19: Fractures de fatigue et algodystrophie du pied

Chapitre 19 Fractures de fatigue et algodystrophie du pied



1 Fractures de fatigue de la cheville et du pied





Physiopathologie


La pathogénie des fractures de fatigue est discutée. Plusieurs théories sont proposées [14].


Un équivalent d’usure de matériaux inertes : l’application de contraintes répétées sur os de cadavre produirait une déformation plastique et des microfractures [4].


Un déséquilibre du processus physiologique de remodelage osseux : le tissu osseux est un tissu dynamique en constant remodelage réactionnel aux forces musculaires auxquelles il est soumis. La phase initiale consiste en une activité ostéoclastique avec résorption de l’os lamellaire suivie d’une phase ostéoblastique permettant la formation d’un os plus dense et plus résistant. L’augmentation des contraintes provoque un déséquilibre entre ces deux phases au profit de la phase ostéoclastique, responsable d’une fragilisation osseuse favorisant l’apparition de lésions fissuraires.

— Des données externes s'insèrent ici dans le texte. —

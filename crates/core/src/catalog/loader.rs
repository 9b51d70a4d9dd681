//! Single-flight, cache-once catalog loading.

use std::sync::Arc;

use chrono::NaiveDate;
use futures::future::{BoxFuture, FutureExt, Shared};
use tokio::sync::{Mutex, OnceCell};
use tracing::{debug, error, info, warn};

use super::parse::parse_catalog_csv;
use super::query::{
    find_by_exact_name, find_by_normalized_title, partition_by_release_status, search_columns,
    summarize, CatalogSummary, ReleasePartition,
};
use super::source::CsvSource;
use super::types::{Catalog, CatalogConfig, CatalogRecord, CatalogSource, LoadFailurePolicy, RawRow};
use super::CatalogError;
use crate::metrics::{CATALOG_FETCH_DURATION, CATALOG_LOADS, CATALOG_RECORDS};

type LoadResult = Result<Arc<Catalog>, CatalogError>;
type LoadAttempt = Shared<BoxFuture<'static, LoadResult>>;

/// Loads one franchise catalog and keeps it for the life of the process.
///
/// Concurrent first calls to [`load`](Self::load) share a single fetch and
/// all receive its result, success or error. Once populated, the same
/// `Arc<Catalog>` is returned forever. When the policy is
/// [`LoadFailurePolicy::Propagate`] a failed load leaves the cache empty, so
/// a call made after the failure settled fetches again.
pub struct CatalogLoader {
    config: Arc<CatalogConfig>,
    source: Arc<dyn CsvSource>,
    cache: OnceCell<Arc<Catalog>>,
    in_flight: Mutex<Option<LoadAttempt>>,
}

impl CatalogLoader {
    pub fn new(config: CatalogConfig, source: Arc<dyn CsvSource>) -> Self {
        Self {
            config: Arc::new(config),
            source,
            cache: OnceCell::new(),
            in_flight: Mutex::new(None),
        }
    }

    pub fn config(&self) -> &CatalogConfig {
        &self.config
    }

    /// The cached catalog, without triggering a load.
    pub fn cached(&self) -> Option<Arc<Catalog>> {
        self.cache.get().cloned()
    }

    /// Load the catalog, fetching it on first use.
    pub async fn load(&self) -> LoadResult {
        if let Some(catalog) = self.cache.get() {
            debug!("Serving cached catalog: hub={}", self.config.slug);
            return Ok(Arc::clone(catalog));
        }

        let attempt = {
            let mut in_flight = self.in_flight.lock().await;
            if let Some(catalog) = self.cache.get() {
                return Ok(Arc::clone(catalog));
            }
            match in_flight.as_ref() {
                Some(attempt) => attempt.clone(),
                None => {
                    let attempt = populate(Arc::clone(&self.config), Arc::clone(&self.source))
                        .boxed()
                        .shared();
                    *in_flight = Some(attempt.clone());
                    attempt
                }
            }
        };

        let result = attempt.clone().await;

        let mut in_flight = self.in_flight.lock().await;
        if let Ok(catalog) = &result {
            // Later waiters of the same attempt find it already set.
            let _ = self.cache.set(Arc::clone(catalog));
        }
        if in_flight.as_ref().is_some_and(|current| current.ptr_eq(&attempt)) {
            *in_flight = None;
        }

        result
    }

    // =========================================================================
    // Queries (served from the cache)
    // =========================================================================

    pub async fn partition(&self, now: NaiveDate) -> Result<ReleasePartition, CatalogError> {
        let catalog = self.load().await?;
        Ok(partition_by_release_status(catalog.records(), now))
    }

    /// Search over this franchise's configured search columns.
    pub async fn search(&self, term: &str) -> Result<Vec<CatalogRecord>, CatalogError> {
        let catalog = self.load().await?;
        Ok(search_columns(
            catalog.records(),
            term,
            self.config.search_columns,
        ))
    }

    pub async fn find_by_name(&self, name: &str) -> Result<Option<CatalogRecord>, CatalogError> {
        let catalog = self.load().await?;
        Ok(find_by_exact_name(catalog.records(), name).cloned())
    }

    pub async fn find_by_title(&self, title: &str) -> Result<Option<CatalogRecord>, CatalogError> {
        let catalog = self.load().await?;
        Ok(find_by_normalized_title(catalog.records(), title).cloned())
    }

    pub async fn summary(&self, now: NaiveDate) -> Result<CatalogSummary, CatalogError> {
        let catalog = self.load().await?;
        Ok(summarize(catalog.records(), now))
    }
}

async fn populate(config: Arc<CatalogConfig>, source: Arc<dyn CsvSource>) -> LoadResult {
    let slug = config.slug.as_str();

    let timer = CATALOG_FETCH_DURATION.with_label_values(&[slug]).start_timer();
    let fetched = fetch_records(&config, source.as_ref()).await;
    timer.observe_duration();

    let catalog = match fetched {
        Ok(records) => {
            info!(
                "Loaded catalog: hub={}, records={}, path={}",
                slug,
                records.len(),
                config.resource_path()
            );
            CATALOG_LOADS.with_label_values(&[slug, "fetched"]).inc();
            Catalog::new(slug, CatalogSource::Fetched, records)
        }
        Err(e) => match config.on_load_failure {
            LoadFailurePolicy::Fallback => {
                warn!(
                    "Catalog load failed, serving fallback data: hub={}, rows={}, error={}",
                    slug,
                    config.fallback.len(),
                    e
                );
                CATALOG_LOADS.with_label_values(&[slug, "fallback"]).inc();
                let rows = config.fallback.iter().map(|row| row.to_raw_row());
                Catalog::new(slug, CatalogSource::Fallback, normalize(&config, rows))
            }
            LoadFailurePolicy::Propagate => {
                error!("Catalog load failed: hub={}, error={}", slug, e);
                CATALOG_LOADS.with_label_values(&[slug, "failed"]).inc();
                return Err(e);
            }
        },
    };

    CATALOG_RECORDS
        .with_label_values(&[slug])
        .set(catalog.len() as i64);

    Ok(Arc::new(catalog))
}

async fn fetch_records(
    config: &CatalogConfig,
    source: &dyn CsvSource,
) -> Result<Vec<CatalogRecord>, CatalogError> {
    let path = config.resource_path();
    let timeout = config.fetch_timeout;

    let text = tokio::time::timeout(timeout, source.fetch(&path))
        .await
        .map_err(|_| CatalogError::Timeout {
            url: path.clone(),
            after: timeout,
        })??;

    let rows = parse_catalog_csv(&text)?;
    Ok(normalize(config, rows))
}

fn normalize(config: &CatalogConfig, rows: impl IntoIterator<Item = RawRow>) -> Vec<CatalogRecord> {
    let mut dropped = 0usize;
    let records: Vec<CatalogRecord> = rows
        .into_iter()
        .map(CatalogRecord::from_row)
        .filter(|record| {
            let keep = !config.drop_empty_names || !record.name().is_empty();
            if !keep {
                dropped += 1;
            }
            keep
        })
        .collect();

    if dropped > 0 {
        debug!(
            "Dropped rows without a name: hub={}, dropped={}",
            config.slug, dropped
        );
    }
    records
}
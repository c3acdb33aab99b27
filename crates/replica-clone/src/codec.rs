//! Codec collaborator for the serialization strategy
//!
//! Provides the [`Codec`] trait and [`JsonCodec`], a `serde_json` codec that
//! writes value graphs as plain trees. It has no reference table: a node
//! reached twice is written twice, and a node reached again while it is
//! still being written (a cycle) is an error.

use crate::config::{CloneConfig, DroppedFieldPolicy};
use crate::error::{CodecError, Resource};
use indexmap::IndexMap;
use replica_value::{Composite, Field, FieldPath, NodeId, NodeRef, Primitive, Value};
use serde::{Deserialize, Serialize};
use std::collections::HashSet;

/// Byte codec for value graphs
///
/// # Contract
/// - `encode` is deterministic for equal inputs
/// - `decode(encode(v))` builds a fresh graph every call
/// - Encode and decode failures are distinguishable
pub trait Codec: Send + Sync + std::fmt::Debug {
    /// Serialize `value` to bytes
    ///
    /// # Errors
    /// Returns [`CodecError`] if the value has no faithful encoding
    fn encode(&self, value: &Value) -> Result<Vec<u8>, CodecError>;

    /// Rebuild a value from bytes
    ///
    /// # Errors
    /// Returns [`CodecError::Decode`] if the bytes are not a valid encoding
    fn decode(&self, bytes: &[u8]) -> Result<Value, CodecError>;

    /// Codec name (for diagnostics)
    fn name(&self) -> &'static str;
}

/// Tree-shaped wire form
#[derive(Debug, Serialize, Deserialize)]
#[serde(rename_all = "snake_case")]
enum Wire {
    Null,
    Bool(bool),
    Int(i64),
    Float(f64),
    Text(String),
    Bytes(Vec<u8>),
    Node {
        #[serde(rename = "type")]
        type_name: String,
        fields: IndexMap<String, Wire>,
    },
    List(Vec<Wire>),
    Bag(Vec<Wire>),
}

/// JSON codec without reference tracking
#[derive(Debug, Clone, Default)]
pub struct JsonCodec {
    config: CloneConfig,
}

impl JsonCodec {
    /// Codec with default limits
    #[inline]
    #[must_use]
    pub fn new() -> Self {
        Self::default()
    }

    /// Codec with explicit limits and dropped-field policy
    #[inline]
    #[must_use]
    pub fn with_config(config: CloneConfig) -> Self {
        Self { config }
    }

    /// Longest chain of nested JSON containers the decoder will accept
    ///
    /// Every value level costs at most three JSON levels (variant object,
    /// node object, field map).
    fn max_json_depth(&self) -> usize {
        self.config.max_depth.saturating_mul(3).saturating_add(3)
    }
}

impl Codec for JsonCodec {
    fn encode(&self, value: &Value) -> Result<Vec<u8>, CodecError> {
        let mut encoder = Encoder {
            config: &self.config,
            on_path: HashSet::new(),
            path: Vec::new(),
            nodes: 0,
            dropped: 0,
        };
        let wire = encoder.value(value, 0)?;
        if encoder.dropped > 0 {
            tracing::warn!(
                dropped = encoder.dropped,
                "transient fields left out of serialized clone"
            );
        }
        serde_json::to_vec(&wire).map_err(|e| CodecError::Encode(e.to_string()))
    }

    fn decode(&self, bytes: &[u8]) -> Result<Value, CodecError> {
        let depth = json_nesting(bytes);
        let limit = self.max_json_depth();
        if depth > limit {
            return Err(CodecError::Decode(format!(
                "nesting depth {depth} exceeds {limit}"
            )));
        }

        let mut de = serde_json::Deserializer::from_slice(bytes);
        de.disable_recursion_limit();
        let wire = Wire::deserialize(&mut de).map_err(|e| CodecError::Decode(e.to_string()))?;
        de.end().map_err(|e| CodecError::Decode(e.to_string()))?;
        Ok(rebuild(wire))
    }

    fn name(&self) -> &'static str {
        "json"
    }
}

/// Value → wire conversion state
struct Encoder<'a> {
    config: &'a CloneConfig,
    /// Nodes on the current descent path; meeting one again is a cycle
    on_path: HashSet<NodeId>,
    path: Vec<String>,
    /// Nodes written, counting duplicates of shared nodes
    nodes: usize,
    dropped: usize,
}

impl Encoder<'_> {
    fn here(&self) -> String {
        FieldPath::new(self.path.clone()).to_string()
    }

    fn value(&mut self, value: &Value, depth: usize) -> Result<Wire, CodecError> {
        if depth > self.config.max_depth {
            return Err(CodecError::ResourceExhausted {
                resource: Resource::Depth,
                limit: self.config.max_depth,
            });
        }
        match value {
            Value::Primitive(p) => self.primitive(p),
            Value::Node(node) => self.node(node, depth),
            Value::List(items) => self.items(items, depth).map(Wire::List),
            Value::Bag(items) => self.items(items, depth).map(Wire::Bag),
            Value::Foreign(handle) => Err(CodecError::Encode(format!(
                "foreign handle {} at '{}' has no serialized form",
                handle.type_name(),
                self.here()
            ))),
        }
    }

    fn primitive(&self, p: &Primitive) -> Result<Wire, CodecError> {
        Ok(match p {
            Primitive::Null => Wire::Null,
            Primitive::Bool(b) => Wire::Bool(*b),
            Primitive::Int(i) => Wire::Int(*i),
            Primitive::Float(x) if !x.is_finite() => {
                return Err(CodecError::Encode(format!(
                    "non-finite float {x} at '{}'",
                    self.here()
                )))
            }
            Primitive::Float(x) => Wire::Float(*x),
            Primitive::Text(s) => Wire::Text(s.clone()),
            Primitive::Bytes(b) => Wire::Bytes(b.clone()),
        })
    }

    fn items(&mut self, items: &[Value], depth: usize) -> Result<Vec<Wire>, CodecError> {
        let mut out = Vec::with_capacity(items.len());
        for (i, item) in items.iter().enumerate() {
            self.path.push(i.to_string());
            let wire = self.value(item, depth + 1);
            self.path.pop();
            out.push(wire?);
        }
        Ok(out)
    }

    fn node(&mut self, node: &NodeRef, depth: usize) -> Result<Wire, CodecError> {
        let id = node.id();
        if self.on_path.contains(&id) {
            return Err(CodecError::CyclicStructure { path: self.here() });
        }
        self.nodes += 1;
        if self.nodes > self.config.max_nodes {
            return Err(CodecError::ResourceExhausted {
                resource: Resource::Nodes,
                limit: self.config.max_nodes,
            });
        }

        let body = node.snapshot();
        self.on_path.insert(id);
        let mut fields = IndexMap::with_capacity(body.len());
        for (name, field) in body.fields() {
            if field.transient {
                match self.config.dropped_fields {
                    DroppedFieldPolicy::Drop => {
                        self.dropped += 1;
                        continue;
                    }
                    DroppedFieldPolicy::Fail => {
                        return Err(CodecError::Encode(format!(
                            "transient field '{name}' at '{}' would be dropped",
                            self.here()
                        )));
                    }
                }
            }
            self.path.push(name.clone());
            let wire = self.value(&field.value, depth + 1);
            self.path.pop();
            fields.insert(name.clone(), wire?);
        }
        self.on_path.remove(&id);

        Ok(Wire::Node {
            type_name: body.type_name().to_string(),
            fields,
        })
    }
}

/// Wire → value conversion; every node is freshly allocated
fn rebuild(wire: Wire) -> Value {
    match wire {
        Wire::Null => Value::null(),
        Wire::Bool(b) => Value::from(b),
        Wire::Int(i) => Value::from(i),
        Wire::Float(x) => Value::from(x),
        Wire::Text(s) => Value::from(s),
        Wire::Bytes(b) => Value::from(b),
        Wire::Node { type_name, fields } => {
            let mut body = Composite::with_capacity(type_name, fields.len());
            for (name, field) in fields {
                body.insert_field(name, Field::new(rebuild(field)));
            }
            Value::Node(NodeRef::new(body))
        }
        Wire::List(items) => Value::List(items.into_iter().map(rebuild).collect()),
        Wire::Bag(items) => Value::Bag(items.into_iter().map(rebuild).collect()),
    }
}

/// Maximum `{`/`[` nesting of a JSON document, ignoring string contents
fn json_nesting(bytes: &[u8]) -> usize {
    let (mut depth, mut max) = (0usize, 0usize);
    let (mut in_string, mut escaped) = (false, false);
    for &b in bytes {
        if in_string {
            match b {
                _ if escaped => escaped = false,
                b'\\' => escaped = true,
                b'"' => in_string = false,
                _ => {}
            }
            continue;
        }
        match b {
            b'"' => in_string = true,
            b'{' | b'[' => {
                depth += 1;
                max = max.max(depth);
            }
            b'}' | b']' => depth = depth.saturating_sub(1),
            _ => {}
        }
    }
    max
}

Les contraintes à l’origine des fissures osseuses sont variables selon les sites : les fractures corticales résultent probablement de contraintes répétées en flexion ou torsion ; les fractures spongieuses répondent à des contraintes en compression, responsables de fracture perpendiculaire à l’axe des travées principales. Les contraintes en cisaillement ou distraction sont incriminées dans la survenue de fracture évoluant fréquemment vers la pseudarthrose (sésamoïde médial de l’hallux, os naviculaire, 5 e métatarsien).


En réponse à la lésion fissuraire s’établissent des phénomènes de réparation avec successivement un décollement ostéopériosté, une apposition périostée calcifiée évoluant vers cal de consolidation. Ce cal est constitué d’un tissu très réactif et riche en prolifération osseuse qui peut être confondu avec une lésion tumorale maligne s’il fait l’objet d’une étude histologique, ce qu’il faut absolument éviter.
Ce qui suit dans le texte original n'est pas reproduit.